The correct answer is D. All of the above

Dentists face occupational risks from bloodborne pathogens due to exposure via needlestick injuries, cuts, splashes, or aerosols during procedures. HBV (hepatitis B virus) is highly transmissible and a major concern, with vaccination recommended. HIV (human immunodeficiency virus) has lower infectivity but remains a risk. Syphilis (Treponema pallidum) can spread through contact with infectious oral lesions or blood. OSHA and CDC guidelines classify all three as occupational hazards for dental professionals, emphasizing universal precautions, PPE, and post-exposure protocols to mitigate transmission.


Ideal period for surgical correction of maxilla and mandible:

 # Ideal period for surgical correction of maxilla and mandible:
A. Early growth spurts
B. Mid growth spurts
C. Late growth spurts
D. After cessation of growth spurts


The correct answer is D. After cessation of growth spurts.
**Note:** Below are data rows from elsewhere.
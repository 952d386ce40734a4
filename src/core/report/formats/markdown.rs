//! Markdown report generator
//!
//! Renders the transcript summary as a Markdown document: a metrics table
//! followed by a bullet list of courses that can be taken next.

use crate::core::report::{ReportContext, ReportGenerator};
use std::fmt::Write;

/// Embedded Markdown report template
const MARKDOWN_TEMPLATE: &str = include_str!("../templates/report.md");

/// Markdown report generator
pub struct MarkdownReporter;

impl MarkdownReporter {
    /// Create a new Markdown reporter
    #[must_use]
    pub const fn new() -> Self {
        Self
    }

    /// Render the report using template substitution
    #[allow(clippy::unused_self)]
    fn render_template(&self, ctx: &ReportContext) -> String {
        let totals = &ctx.evaluation.totals;
        let mut output = MARKDOWN_TEMPLATE.to_string();

        output = output.replace("{{gpa}}", &ctx.gpa().to_string());
        output = output.replace("{{hours_attempted}}", &totals.hours_attempted.to_string());
        output = output.replace("{{hours_completed}}", &totals.hours_completed.to_string());
        output = output.replace(
            "{{credits_remaining}}",
            &totals.credits_remaining.to_string(),
        );
        output = output.replace(
            "{{course_count}}",
            &ctx.transcript.course_count().to_string(),
        );

        let possible = Self::generate_possible_list(ctx);
        output = output.replace("{{possible_courses}}", possible.trim_end());

        output
    }

    /// Generate the bullet list of possible courses
    fn generate_possible_list(ctx: &ReportContext) -> String {
        if ctx.is_complete() {
            return "None - Congratulations!\n".to_string();
        }
        if ctx.evaluation.possible.is_empty() {
            return "_No course is currently unlocked._\n".to_string();
        }

        let mut list = String::new();
        for (id, credit) in ctx.possible_courses() {
            match credit {
                Some(credit) => {
                    let _ = writeln!(list, "- `{id}` ({credit} credits)");
                }
                None => {
                    let _ = writeln!(list, "- `{id}`");
                }
            }
        }
        list
    }
}

impl Default for MarkdownReporter {
    fn default() -> Self {
        Self::new()
    }
}

impl ReportGenerator for MarkdownReporter {
    fn render(&self, ctx: &ReportContext) -> String {
        self.render_template(ctx)
    }
}
//! Report format implementations
//!
//! Provides renderers for the plain-text and Markdown reports.

pub mod markdown;
pub mod text;

pub use markdown::MarkdownReporter;
pub use text::TextReporter;

use std::fmt;
use std::str::FromStr;

/// Supported report formats
#[derive(Debug, Clone, Copy, PartialEq, Eq, Default)]
pub enum ReportFormat {
    /// Plain-text report
    #[default]
    Text,
    /// Markdown report with a summary table
    Markdown,
}

impl ReportFormat {
    /// Get the file extension for this format
    #[must_use]
    pub const fn extension(&self) -> &'static str {
        match self {
            Self::Text => "txt",
            Self::Markdown => "md",
        }
    }
}

impl FromStr for ReportFormat {
    type Err = String;

    fn from_str(s: &str) -> Result<Self, Self::Err> {
        match s.to_lowercase().as_str() {
            "txt" | "text" => Ok(Self::Text),
            "md" | "markdown" => Ok(Self::Markdown),
            _ => Err(format!("Unknown report format: {s}")),
        }
    }
}

impl fmt::Display for ReportFormat {
    fn fmt(&self, f: &mut fmt::Formatter<'_>) -> fmt::Result {
        match self {
            Self::Text => write!(f, "text"),
            Self::Markdown => write!(f, "markdown"),
        }
    }
}
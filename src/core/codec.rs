//! Base-62 course identifier codec
//!
//! Course codes are 1-4 characters from `[0-9a-zA-Z]`. Each character is a
//! base-62 digit (`0-9` → 0..9, `a-z` → 10..35, `A-Z` → 36..61) and the code
//! is read most-significant digit first, giving a dense integer id below
//! `62^4`.

use crate::core::error::CodecError;
use std::fmt;
use std::str::FromStr;

/// Number of symbols in the code alphabet
pub const BASE: u32 = 62;

/// Longest encodable course code
pub const MAX_CODE_LEN: usize = 4;

/// Largest id produced by [`CourseId::encode`] (`62^4 - 1`)
pub const MAX_ID: u32 = BASE * BASE * BASE * BASE - 1;

/// Dense integer identifier of a course code
#[derive(Debug, Clone, Copy, PartialEq, Eq, Hash, PartialOrd, Ord)]
pub struct CourseId(u32);

impl CourseId {
    /// Encode a course code
    ///
    /// # Errors
    /// Returns a [`CodecError`] if the code is empty, longer than
    /// [`MAX_CODE_LEN`], contains a character outside `[0-9a-zA-Z]`, or is a
    /// multi-character code starting with `0` (which would alias a shorter
    /// code).
    pub fn encode(code: &str) -> Result<Self, CodecError> {
        let len = code.chars().count();
        if len == 0 {
            return Err(CodecError::Empty);
        }
        if len > MAX_CODE_LEN {
            return Err(CodecError::TooLong {
                code: code.to_string(),
                len,
                max: MAX_CODE_LEN,
            });
        }
        if len > 1 && code.starts_with('0') {
            return Err(CodecError::LeadingZero {
                code: code.to_string(),
            });
        }

        code.chars().try_fold(0, |id, ch| {
            digit_value(ch)
                .map(|digit| id * BASE + digit)
                .ok_or_else(|| CodecError::InvalidChar {
                    code: code.to_string(),
                    ch,
                })
        })
        .map(Self)
    }

    /// Wrap a raw id, returning `None` above [`MAX_ID`]
    #[must_use]
    pub const fn from_raw(raw: u32) -> Option<Self> {
        if raw <= MAX_ID {
            Some(Self(raw))
        } else {
            None
        }
    }

    /// Raw integer value
    #[must_use]
    pub const fn value(self) -> u32 {
        self.0
    }

    /// Decode back to the course code
    ///
    /// Digits are emitted most-significant first with no leading zeros; id 0
    /// decodes to `"0"`.
    #[must_use]
    pub fn decode(self) -> String {
        if self.0 == 0 {
            return "0".to_string();
        }

        let mut digits = Vec::with_capacity(MAX_CODE_LEN);
        let mut rest = self.0;
        while rest > 0 {
            digits.push(digit_char(rest % BASE));
            rest /= BASE;
        }
        digits.iter().rev().collect()
    }
}

impl FromStr for CourseId {
    type Err = CodecError;

    fn from_str(s: &str) -> Result<Self, Self::Err> {
        Self::encode(s)
    }
}

impl fmt::Display for CourseId {
    fn fmt(&self, f: &mut fmt::Formatter<'_>) -> fmt::Result {
        f.write_str(&self.decode())
    }
}

/// Encode a course code (see [`CourseId::encode`])
///
/// # Errors
/// Returns a [`CodecError`] for codes outside the encodable domain.
pub fn encode(code: &str) -> Result<CourseId, CodecError> {
    CourseId::encode(code)
}

/// Decode a course id (see [`CourseId::decode`])
#[must_use]
pub fn decode(id: CourseId) -> String {
    id.decode()
}

const fn digit_value(ch: char) -> Option<u32> {
    match ch {
        '0'..='9' => Some(ch as u32 - '0' as u32),
        'a'..='z' => Some(ch as u32 - 'a' as u32 + 10),
        'A'..='Z' => Some(ch as u32 - 'A' as u32 + 36),
        _ => None,
    }
}

fn digit_char(digit: u32) -> char {
    let offset = match digit {
        0..=9 => u32::from(b'0') + digit,
        10..=35 => u32::from(b'a') + digit - 10,
        _ => u32::from(b'A') + digit - 36,
    };
    char::from_u32(offset).unwrap_or('?')
}

#[cfg(test)]
mod tests {
    use super::*;

    const ALPHABET: &str = "0123456789abcdefghijklmnopqrstuvwxyzABCDEFGHIJKLMNOPQRSTUVWXYZ";

    #[test]
    fn test_digit_values() {
        assert_eq!(encode("0").unwrap().value(), 0);
        assert_eq!(encode("9").unwrap().value(), 9);
        assert_eq!(encode("a").unwrap().value(), 10);
        assert_eq!(encode("z").unwrap().value(), 35);
        assert_eq!(encode("A").unwrap().value(), 36);
        assert_eq!(encode("Z").unwrap().value(), 61);
    }

    #[test]
    fn test_positional_encoding() {
        assert_eq!(encode("10").unwrap().value(), 62);
        assert_eq!(encode("c1").unwrap().value(), 12 * 62 + 1);
        assert_eq!(encode("ZZZZ").unwrap().value(), MAX_ID);
        assert_eq!(MAX_ID, 14_776_335);
    }

    #[test]
    fn test_decode_zero() {
        assert_eq!(CourseId::from_raw(0).unwrap().decode(), "0");
    }

    #[test]
    fn test_round_trip_single_and_pairs() {
        for a in ALPHABET.chars() {
            let code = a.to_string();
            assert_eq!(encode(&code).unwrap().decode(), code);
            for b in ALPHABET.chars() {
                if a == '0' {
                    continue;
                }
                let code = format!("{a}{b}");
                assert_eq!(encode(&code).unwrap().decode(), code);
            }
        }
    }

    #[test]
    fn test_round_trip_four_char_sample() {
        for code in ["CS1a", "zzzz", "1000", "A0b9", "Zz0Z", "m4X2"] {
            assert_eq!(decode(encode(code).unwrap()), code);
        }
    }

    #[test]
    fn test_round_trip_every_id() {
        for raw in (0..=MAX_ID).step_by(997) {
            let id = CourseId::from_raw(raw).unwrap();
            assert_eq!(encode(&id.decode()).unwrap(), id);
        }
    }

    #[test]
    fn test_rejects_invalid_codes() {
        assert_eq!(encode(""), Err(CodecError::Empty));
        assert!(matches!(
            encode("ABCDE"),
            Err(CodecError::TooLong { len: 5, .. })
        ));
        assert!(matches!(
            encode("c-1"),
            Err(CodecError::InvalidChar { ch: '-', .. })
        ));
        assert!(matches!(
            encode("é"),
            Err(CodecError::InvalidChar { ch: 'é', .. })
        ));
        assert!(matches!(encode("01"), Err(CodecError::LeadingZero { .. })));
    }

    #[test]
    fn test_from_raw_bounds() {
        assert!(CourseId::from_raw(MAX_ID).is_some());
        assert!(CourseId::from_raw(MAX_ID + 1).is_none());
    }

    #[test]
    fn test_display_and_from_str() {
        let id: CourseId = "c3".parse().unwrap();
        assert_eq!(id.to_string(), "c3");
    }
}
Orthognathic surgery for correcting maxillary and mandibular discrepancies is ideally performed after skeletal growth has ceased to minimize postoperative relapse due to residual growth. This typically occurs in late adolescence or early adulthood (around 16-18 years for females and 18-21 years for males), once pubertal growth spurts are complete and facial bones have stabilized. Earlier interventions during active growth phases (options A-C) risk instability and require potential revisions. Preoperative orthodontics (12-18 months) aligns teeth for optimal surgical outcomes, followed by postoperative orthodontics for refinement. 

2 month baby having ulceration of tongue

 # Mother presents with a 2 month old baby having ulceration of tongue in relation to erupted tooth in mandibular incisor region. Treatment: 
A. Extraction
B. Prescribe local anesthetic gel
C. Radiograph to confirm presence of deciduous tooth followed by rounding of incisal edges
D. Counsel mother and recall


The correct answer is C. Radiograph to confirm presence of deciduous tooth followed by rounding of incisal edges

This case likely involves Riga-Fede disease, a traumatic ulceration of the tongue caused by the sharp incisal edges of a natal or neonatal tooth (typically a mandibular primary central incisor) in an infant. At 2 months old, tooth eruption is premature, so confirming it's a deciduous tooth via radiograph is essential to rule out anomalies like supernumerary teeth. The primary treatment is conservative: smoothing or rounding the incisal edges to eliminate the trauma source, allowing the ulcer to heal spontaneously (often within 1-4 weeks). Extraction (option A) is reserved for highly mobile teeth or severe feeding interference, not routine here. Local anesthetic gel (option B) offers only temporary symptom relief without addressing the cause. Counseling and recall (option D) suit asymptomatic cases but not active ulceration. Follow-up is recommended post-treatment to monitor healing and eruption.

In comparison with the permanent mandibular canine, the permanent maxillary canine in the same mouth:

 # In comparison with the permanent mandibular canine, the permanent maxillary canine in the same mouth:
a) Has a shorter root
b) Is wider mesiodistally
c) Is narrower mesiodistally
d) Has a less pronounced cingulum



The correct answer is b) Is wider mesiodistally

The permanent maxillary canine is wider mesiodistally than the permanent mandibular canine in the same mouth, with typical crown measurements of about 7.5 mm for the maxillary canine compared to 7.0 mm for the mandibular canine. In contrast, the maxillary canine has a longer root (around 17 mm versus 16.5 mm for the mandibular), and its cingulum is more developed and prominent on the lingual surface than the mandibular canine's.